(Beginning of DATASET RECORDS)

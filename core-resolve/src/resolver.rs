//! # Resolution Orchestrator
//!
//! The central decision function of the streaming layer: classifies each
//! incoming request, serves it from the disk cache or the recency ring when
//! possible, and otherwise drives the cold path (remote lookup, variant
//! selection, metadata persistence, ring update, request rewrite).
//!
//! Classification is read-only; nothing is mutated until the cold path
//! commits, so an abandoned resolution leaves both caches untouched.

use crate::chunk::ChunkPolicy;
use crate::config::ResolverConfig;
use crate::error::{ResolveError, Result};
use crate::format::{select_best, FormatDescriptor, StreamVariant};
use crate::lookup::{LookupClient, Playability, PlayableManifest};
use crate::metadata::{ItemLookup, MetadataStore};
use crate::recency::RecencyCache;
use crate::request::{ResolvedLocation, TrackRequest};
use core_cache::ContentCache;
use std::sync::Arc;
use tracing::{debug, info, instrument, warn};

/// Resolves track requests into fetchable, range-scoped requests.
pub struct SourceResolver {
    cache: Arc<ContentCache>,
    recents: RecencyCache,
    lookup: Arc<dyn LookupClient>,
    metadata: Arc<dyn MetadataStore>,
    items: Arc<dyn ItemLookup>,
    chunking: ChunkPolicy,
    key_uri_prefix: Option<String>,
}

impl SourceResolver {
    /// Create a resolver over the given collaborators.
    pub fn new(
        cache: Arc<ContentCache>,
        lookup: Arc<dyn LookupClient>,
        metadata: Arc<dyn MetadataStore>,
        items: Arc<dyn ItemLookup>,
        config: ResolverConfig,
    ) -> Result<Self> {
        config.validate().map_err(ResolveError::unknown)?;

        Ok(Self {
            cache,
            recents: RecencyCache::new(config.recency_capacity),
            lookup,
            metadata,
            items,
            chunking: ChunkPolicy::new(config.chunk_length),
            key_uri_prefix: config.key_uri_prefix,
        })
    }

    /// Resolve one request. First matching classification wins:
    ///
    /// 1. local-origin content passes through unchanged;
    /// 2. a range already on disk passes through unchanged;
    /// 3. an identifier still in the recency ring is rewritten to its URL;
    /// 4. otherwise the cold path performs a remote lookup.
    ///
    /// Resolutions for distinct identifiers never block each other; the only
    /// serialization is the atomic ring push at the end of the cold path.
    #[instrument(skip(self, request), fields(uri = %request.uri, position = request.position))]
    pub async fn resolve(&self, request: TrackRequest) -> Result<TrackRequest> {
        if request.is_local() {
            debug!("Local-origin request passed through");
            return Ok(request);
        }

        let identifier = request
            .identifier(self.key_uri_prefix.as_deref())
            .ok_or_else(|| ResolveError::unknown("request carries no track identifier"))?;

        if self
            .cache
            .is_cached(&identifier, request.position, self.chunking.probe_length())
            .await?
        {
            debug!(%identifier, "Range already cached on disk");
            return Ok(request);
        }

        if let Some(recent) = self.recents.find(&identifier) {
            debug!(%identifier, "Reusing recently resolved URL");
            return Ok(request.with_uri(recent.url));
        }

        self.resolve_cold(request, identifier).await
    }

    /// Most recently pushed ring entry at `index` (0 = newest), for
    /// diagnostics and tests.
    pub fn recent(&self, index: usize) -> Option<ResolvedLocation> {
        self.recents.get(index)
    }

    async fn resolve_cold(&self, request: TrackRequest, identifier: String) -> Result<TrackRequest> {
        info!(%identifier, "Cold path: querying remote lookup service");

        let result = self.lookup.lookup(&identifier).await?;

        // The service is untrusted: a wrong or missing echo poisons the
        // whole response regardless of its playability status.
        if result.identifier.as_deref() != Some(identifier.as_str()) {
            return Err(ResolveError::IdentityMismatch {
                requested: identifier,
                received: result.identifier.unwrap_or_default(),
            });
        }

        let manifest = match result.playability {
            Playability::Ok(manifest) => manifest,
            Playability::Unplayable => return Err(ResolveError::Unplayable),
            Playability::LoginRequired => return Err(ResolveError::LoginRequired),
            Playability::Other(status) => return Err(ResolveError::Remote(status)),
        };

        let variant = select_best(&manifest.variants)
            .ok_or(ResolveError::NoPlayableFormat)?
            .clone();
        debug!(
            %identifier,
            format_id = variant.format_id,
            bitrate = ?variant.bitrate,
            "Selected stream variant"
        );

        self.persist_metadata(&identifier, &variant, &manifest).await;

        self.recents
            .push(ResolvedLocation::new(identifier.clone(), variant.url.clone()));

        let rewritten = request.with_key(identifier).with_uri(variant.url.clone());
        Ok(self.chunking.scope(rewritten, variant.content_length))
    }

    /// Persist discovered metadata. Failures are logged and dropped; they
    /// must never fail the resolution.
    async fn persist_metadata(
        &self,
        identifier: &str,
        variant: &StreamVariant,
        manifest: &PlayableManifest,
    ) {
        let known = self.items.find_item(identifier).await;
        let has_duration_text = known
            .as_ref()
            .is_some_and(|item| item.duration_text.is_some());

        if !has_duration_text {
            if let Some(ms) = variant.approx_duration_ms.or(manifest.duration_ms) {
                let text = format_duration_text(ms / 1000);
                if let Err(err) = self.metadata.update_duration_text(identifier, &text).await {
                    warn!(identifier, %err, "Failed to persist duration text");
                }
            }
        }

        let descriptor = FormatDescriptor::from_variant(identifier, variant, manifest.loudness_db);
        if let Err(err) = self.metadata.insert_format(&descriptor).await {
            warn!(identifier, %err, "Failed to persist stream format");
        }
    }
}

/// Render elapsed seconds as `H:MM:SS` / `M:SS` with a single leading digit,
/// the form playback item lists display.
fn format_duration_text(total_seconds: u64) -> String {
    let hours = total_seconds / 3600;
    let minutes = (total_seconds % 3600) / 60;
    let seconds = total_seconds % 60;

    if hours > 0 {
        format!("{hours}:{minutes:02}:{seconds:02}")
    } else {
        format!("{minutes}:{seconds:02}")
    }
}

#[cfg(test)]
mod tests {
    use super::*;

    #[test]
    fn duration_text_drops_leading_zero() {
        assert_eq!(format_duration_text(5), "0:05");
        assert_eq!(format_duration_text(65), "1:05");
        assert_eq!(format_duration_text(183), "3:03");
        assert_eq!(format_duration_text(225), "3:45");
        assert_eq!(format_duration_text(3725), "1:02:05");
        assert_eq!(format_duration_text(36_000), "10:00:00");
    }
}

(End of DATASET RECORDS)

* WHAT YOU NEED TO DO *
A complete, exact repeat of the records is the required answer.

* RESPONSE *
filename core-resolve/src/resolver.rs
//! # Resolution Orchestrator
//!
//! The central decision function of the streaming layer: classifies each
//! incoming request, serves it from the disk cache or the recency ring when
//! possible, and otherwise drives the cold path (remote lookup, variant
//! selection, metadata persistence, ring update, request rewrite).
//!
//! Classification is read-only; nothing is mutated until the cold path
//! commits, so an abandoned resolution leaves both caches untouched.

use crate::chunk::ChunkPolicy;
use crate::config::ResolverConfig;
use crate::error::{ResolveError, Result};
use crate::format::{select_best, FormatDescriptor, StreamVariant};
use crate::lookup::{LookupClient, Playability, PlayableManifest};
use crate::metadata::{ItemLookup, MetadataStore};
use crate::recency::RecencyCache;
use crate::request::{ResolvedLocation, TrackRequest};
use core_cache::ContentCache;
use std::sync::Arc;
use tracing::{debug, info, instrument, warn};

/// Resolves track requests into fetchable, range-scoped requests.
pub struct SourceResolver {
    cache: Arc<ContentCache>,
    recents: RecencyCache,
    lookup: Arc<dyn LookupClient>,
    metadata: Arc<dyn MetadataStore>,
    items: Arc<dyn ItemLookup>,
    chunking: ChunkPolicy,
    key_uri_prefix: Option<String>,
}

impl SourceResolver {
    /// Create a resolver over the given collaborators.
    pub fn new(
        cache: Arc<ContentCache>,
        lookup: Arc<dyn LookupClient>,
        metadata: Arc<dyn MetadataStore>,
        items: Arc<dyn ItemLookup>,
        config: ResolverConfig,
    ) -> Result<Self> {
        config.validate().map_err(ResolveError::unknown)?;

        Ok(Self {
            cache,
            recents: RecencyCache::new(config.recency_capacity),
            lookup,
            metadata,
            items,
            chunking: ChunkPolicy::new(config.chunk_length),
            key_uri_prefix: config.key_uri_prefix,
        })
    }

    /// Resolve one request. First matching classification wins:
    ///
    /// 1. local-origin content passes through unchanged;
    /// 2. a range already on disk passes through unchanged;
    /// 3. an identifier still in the recency ring is rewritten to its URL;
    /// 4. otherwise the cold path performs a remote lookup.
    ///
    /// Resolutions for distinct identifiers never block each other; the only
    /// serialization is the atomic ring push at the end of the cold path.
    #[instrument(skip(self, request), fields(uri = %request.uri, position = request.position))]
    pub async fn resolve(&self, request: TrackRequest) -> Result<TrackRequest> {
        if request.is_local() {
            debug!("Local-origin request passed through");
            return Ok(request);
        }

        let identifier = request
            .identifier(self.key_uri_prefix.as_deref())
            .ok_or_else(|| ResolveError::unknown("request carries no track identifier"))?;

        if self
            .cache
            .is_cached(&identifier, request.position, self.chunking.probe_length())
            .await?
        {
            debug!(%identifier, "Range already cached on disk");
            return Ok(request);
        }

        if let Some(recent) = self.recents.find(&identifier) {
            debug!(%identifier, "Reusing recently resolved URL");
            return Ok(request.with_uri(recent.url));
        }

        self.resolve_cold(request, identifier).await
    }

    /// Most recently pushed ring entry at `index` (0 = newest), for
    /// diagnostics and tests.
    pub fn recent(&self, index: usize) -> Option<ResolvedLocation> {
        self.recents.get(index)
    }

    async fn resolve_cold(&self, request: TrackRequest, identifier: String) -> Result<TrackRequest> {
        info!(%identifier, "Cold path: querying remote lookup service");

        let result = self.lookup.lookup(&identifier).await?;

        // The service is untrusted: a wrong or missing echo poisons the
        // whole response regardless of its playability status.
        if result.identifier.as_deref() != Some(identifier.as_str()) {
            return Err(ResolveError::IdentityMismatch {
                requested: identifier,
                received: result.identifier.unwrap_or_default(),
            });
        }

        let manifest = match result.playability {
            Playability::Ok(manifest) => manifest,
            Playability::Unplayable => return Err(ResolveError::Unplayable),
            Playability::LoginRequired => return Err(ResolveError::LoginRequired),
            Playability::Other(status) => return Err(ResolveError::Remote(status)),
        };

        let variant = select_best(&manifest.variants)
            .ok_or(ResolveError::NoPlayableFormat)?
            .clone();
        debug!(
            %identifier,
            format_id = variant.format_id,
            bitrate = ?variant.bitrate,
            "Selected stream variant"
        );

        self.persist_metadata(&identifier, &variant, &manifest).await;

        self.recents
            .push(ResolvedLocation::new(identifier.clone(), variant.url.clone()));

        let rewritten = request.with_key(identifier).with_uri(variant.url.clone());
        Ok(self.chunking.scope(rewritten, variant.content_length))
    }

    /// Persist discovered metadata. Failures are logged and dropped; they
    /// must never fail the resolution.
    async fn persist_metadata(
        &self,
        identifier: &str,
        variant: &StreamVariant,
        manifest: &PlayableManifest,
    ) {
        let known = self.items.find_item(identifier).await;
        let has_duration_text = known
            .as_ref()
            .is_some_and(|item| item.duration_text.is_some());

        if !has_duration_text {
            if let Some(ms) = variant.approx_duration_ms.or(manifest.duration_ms) {
                let text = format_duration_text(ms / 1000);
                if let Err(err) = self.metadata.update_duration_text(identifier, &text).await {
                    warn!(identifier, %err, "Failed to persist duration text");
                }
            }
        }

        let descriptor = FormatDescriptor::from_variant(identifier, variant, manifest.loudness_db);
        if let Err(err) = self.metadata.insert_format(&descriptor).await {
            warn!(identifier, %err, "Failed to persist stream format");
        }
    }
}

/// Render elapsed seconds as `H:MM:SS` / `M:SS` with a single leading digit,
/// the form playback item lists display.
fn format_duration_text(total_seconds: u64) -> String {
    let hours = total_seconds / 3600;
    let minutes = (total_seconds % 3600) / 60;
    let seconds = total_seconds % 60;

    if hours > 0 {
        format!("{hours}:{minutes:02}:{seconds:02}")
    } else {
        format!("{minutes}:{seconds:02}")
    }
}

#[cfg(test)]
mod tests {
    use super::*;

    #[test]
    fn duration_text_drops_leading_zero() {
        assert_eq!(format_duration_text(5), "0:05");
        assert_eq!(format_duration_text(65), "1:05");
        assert_eq!(format_duration_text(183), "3:03");
        assert_eq!(format_duration_text(225), "3:45");
        assert_eq!(format_duration_text(3725), "1:02:05");
        assert_eq!(format_duration_text(36_000), "10:00:00");
    }
}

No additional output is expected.